All of these bands are packed with talent, but no geniuses. It’s these hard-fought victories that make nu-metal so inspiring. Nu-metal's masterpieces are open books ripe for study, their triumphs mechanical tattoos on stained notebook paper in plain English. The kids connected to nu-metal’s naked emotional outreach, deploying it as shelter from cruel parents or schoolyard bullies, but as an adult revisiting that music, it’s fascinating how much of its angst is derived from familiar adult stresses. Late nights in the studio trying to recoup your record label’s investment, under the thumb of pushy execs that think they know how to write your music.
This professional frustration was delivered sincerely and marketed as angst. Rapid artistic progression gave way to major labels signing anyone that could convincingly rhyme "pain" with "brain". The nu-metal wave crashed around 2004, when Linkin Park’s Meteora and Evanescence's Fallen both put up massive multi-platinum numbers. With their slick, expensive music videos, A&R’d singles, and all-hands-on-deck ad campaigns, the two albums were victories of marketing as much as they were art. Nu-metal had gone pop, and it was time for the wave to crash. A 2003 MTV article titled “Nu-Metal Meltdown” analyzed the state of the scene, and things were grim: A-listers Korn and Papa Roach under-performing; B-listers Orgy and Hed(pe) tanking; the likes of Nickelback and 3 Doors Down were on the ascent. Nu-metal, and to a lesser extent the mid-00’s emo revival, would be the last time artistic passions and financial avarice would congregate around new guitar music.

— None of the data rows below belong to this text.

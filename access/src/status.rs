//! `ufw status numbered` parsing
//!
//! The status report is loosely structured text. The only lines we accept
//! have the shape
//!
//! ```text
//! [<ordinal>] <port>[/<proto>] ALLOW IN <address>
//! ```
//!
//! Everything else (headers, `FWD` rules, `(v6)` port rules, comments) is
//! ignored. Any drift in the tool's format should only require changes here.

use regex::Regex;
use serde::Serialize;
use std::collections::{BTreeMap, BTreeSet};
use std::sync::LazyLock;

use crate::ports::TargetPorts;

static RULE_LINE: LazyLock<Regex> = LazyLock::new(|| {
    Regex::new(r"^\[\s*\d+\]\s+(\S+)\s+(?i:ALLOW IN)\s+(\S+)")
        .expect("rule line pattern is valid")
});

/// Source token meaning "any address". The IPv6 form `Anywhere (v6)` prints
/// its label as a separate token, so only the first word is compared.
const WILDCARD_ADDRESS: &str = "Anywhere";

/// One inbound allow for a concrete address
#[derive(Debug, Clone, PartialEq, Eq)]
pub struct Grant {
    pub port: String,
    pub address: String,
}

/// Parse one status line into a grant.
///
/// Returns `None` for lines outside the accepted grammar and for rules whose
/// source is a wildcard.
pub fn parse_rule_line(line: &str) -> Option<Grant> {
    let caps = RULE_LINE.captures(line.trim_end())?;
    let port_spec = caps.get(1)?.as_str();
    let address = caps.get(2)?.as_str();

    if address == WILDCARD_ADDRESS {
        return None;
    }

    let port = port_spec.split('/').next().unwrap_or(port_spec);
    Some(Grant {
        port: port.to_string(),
        address: address.to_string(),
    })
}

/// Address → granted target ports, built fresh from one status report
#[derive(Debug, Clone, Default, PartialEq, Eq)]
pub struct AccessRecord {
    entries: BTreeMap<String, BTreeSet<String>>,
}

impl AccessRecord {
    pub fn ports_for(&self, address: &str) -> Option<&BTreeSet<String>> {
        self.entries.get(address)
    }

    pub fn len(&self) -> usize {
        self.entries.len()
    }

    pub fn is_empty(&self) -> bool {
        self.entries.is_empty()
    }

    fn insert(&mut self, grant: Grant) {
        self.entries
            .entry(grant.address)
            .or_default()
            .insert(grant.port);
    }

    /// Whether `address` holds every port in `targets`
    pub fn has_full_access(&self, address: &str, targets: &TargetPorts) -> bool {
        targets.is_configured()
            && self
                .entries
                .get(address)
                .is_some_and(|ports| targets.ports().all(|p| ports.contains(p)))
    }

    /// Entries that cover the whole target set, ordered by address
    pub fn full_access_rules(&self, targets: &TargetPorts) -> Vec<FullAccessRule> {
        if !targets.is_configured() {
            return Vec::new();
        }

        self.entries
            .keys()
            .filter(|address| self.has_full_access(address, targets))
            .map(|address| FullAccessRule {
                address: address.clone(),
                ports: targets.ports().map(str::to_string).collect(),
            })
            .collect()
    }
}

/// An address with simultaneous access to every target port
#[derive(Debug, Clone, PartialEq, Eq, Serialize)]
pub struct FullAccessRule {
    pub address: String,
    pub ports: Vec<String>,
}

/// Build the access record for `targets` from a raw status report.
///
/// Pure: the same text always yields the same record, whatever the line order.
pub fn parse_status(raw: &str, targets: &TargetPorts) -> AccessRecord {
    let mut record = AccessRecord::default();
    for grant in raw.lines().filter_map(parse_rule_line) {
        if targets.contains(&grant.port) {
            record.insert(grant);
        }
    }
    record
}
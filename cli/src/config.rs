//! portgate configuration loading and parsing

use anyhow::{Context, Result};
use portgate_access::{PrivilegedRunner, TargetPorts, Ufw};
use serde::Deserialize;
use std::fs;
use std::path::{Path, PathBuf};

const DEFAULT_CONFIG_PATH: &str = "/etc/portgate/config.toml";

/// Root configuration structure
#[derive(Debug, Default, Deserialize)]
pub struct PortgateConfig {
    #[serde(default)]
    pub system: SystemConfig,
    #[serde(default)]
    pub firewall: FirewallConfig,
    #[serde(default)]
    pub service: ServiceConfig,
    /// File the configuration was read from, if any
    #[serde(skip)]
    pub source: Option<PathBuf>,
}

#[derive(Debug, Deserialize)]
pub struct SystemConfig {
    #[serde(default = "default_log_level")]
    pub log_level: String,
}

impl Default for SystemConfig {
    fn default() -> Self {
        Self {
            log_level: default_log_level(),
        }
    }
}

#[derive(Debug, Deserialize)]
pub struct FirewallConfig {
    #[serde(default = "default_ufw_binary")]
    pub ufw_binary: String,
    /// Empty string runs ufw without a privilege helper
    #[serde(default = "default_privilege_helper")]
    pub privilege_helper: String,
    #[serde(default = "default_true")]
    pub non_interactive: bool,
}

impl Default for FirewallConfig {
    fn default() -> Self {
        Self {
            ufw_binary: default_ufw_binary(),
            privilege_helper: default_privilege_helper(),
            non_interactive: true,
        }
    }
}

#[derive(Debug, Default, Deserialize)]
pub struct ServiceConfig {
    pub rpc_port: Option<String>,
    pub geyser_port: Option<String>,
    pub public_ip: Option<String>,
}

// Default value functions
fn default_log_level() -> String { "info".into() }
fn default_ufw_binary() -> String { "ufw".into() }
fn default_privilege_helper() -> String { "sudo".into() }
fn default_true() -> bool { true }

impl PortgateConfig {
    /// Let `RPC_PORT`, `GEYSER_PORT` and `SERVER_PUBLIC_IP` override the file
    pub fn apply_env<F>(&mut self, lookup: F)
    where
        F: Fn(&str) -> Option<String>,
    {
        let non_empty = |key: &str| lookup(key).filter(|v| !v.trim().is_empty());

        if let Some(port) = non_empty("RPC_PORT") {
            self.service.rpc_port = Some(port);
        }
        if let Some(port) = non_empty("GEYSER_PORT") {
            self.service.geyser_port = Some(port);
        }
        if let Some(ip) = non_empty("SERVER_PUBLIC_IP") {
            self.service.public_ip = Some(ip);
        }
    }

    pub fn target_ports(&self) -> TargetPorts {
        TargetPorts::from_optional(&[
            ("rpc", self.service.rpc_port.as_deref()),
            ("geyser", self.service.geyser_port.as_deref()),
        ])
    }

    pub fn runner(&self) -> PrivilegedRunner {
        PrivilegedRunner::new(
            Some(self.firewall.privilege_helper.clone()),
            self.firewall.non_interactive,
        )
    }

    pub fn ufw(&self) -> Ufw {
        Ufw::new(self.firewall.ufw_binary.clone())
    }
}

fn read_config(path: &Path) -> Result<PortgateConfig> {
    let content = fs::read_to_string(path)
        .with_context(|| format!("Failed to read config from {}", path.display()))?;
    let mut config: PortgateConfig = toml::from_str(&content)
        .with_context(|| format!("Failed to parse config from {}", path.display()))?;
    config.source = Some(path.to_path_buf());
    Ok(config)
}

/// Load configuration and apply environment overrides.
///
/// An explicit path must exist; otherwise `PORTGATE_CONFIG` or
/// /etc/portgate/config.toml is used when present, and defaults when not.
pub fn load_config(explicit: Option<&Path>) -> Result<PortgateConfig> {
    let mut config = match explicit {
        Some(path) => read_config(path)?,
        None => {
            let path = std::env::var("PORTGATE_CONFIG")
                .map(PathBuf::from)
                .unwrap_or_else(|_| PathBuf::from(DEFAULT_CONFIG_PATH));
            if path.exists() {
                read_config(&path)?
            } else {
                PortgateConfig::default()
            }
        }
    };

    config.apply_env(|key| std::env::var(key).ok());
    Ok(config)
}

Reflecting on nu-metal now, in 2021, the mind reels at how much of it is uncharted territory. There are no Nuggets or Left of the Dial-esque box sets of underground nu-metal gems, no fawning documentaries narrated by Adam Driver, no Rock and Roll Hall of Fame ceremonies, no hyper corprotized #NuMetalNites hawking nostalgia for a $24 door fee, no nothing. If anything, the nostalgia machine hopped right over us and resurrected emo music instead. As a result, nu-metal continues to feel vibrant and undiscovered, an amazing feat for a genre that once utterly dominated TRL and Soundscan. Hipster offices that wouldn’t blink if you put “Sugar We’re Going Down” on the stereo will still revolt if “Nookie” or “Freak on a Leash” crosses their Sonos speakers.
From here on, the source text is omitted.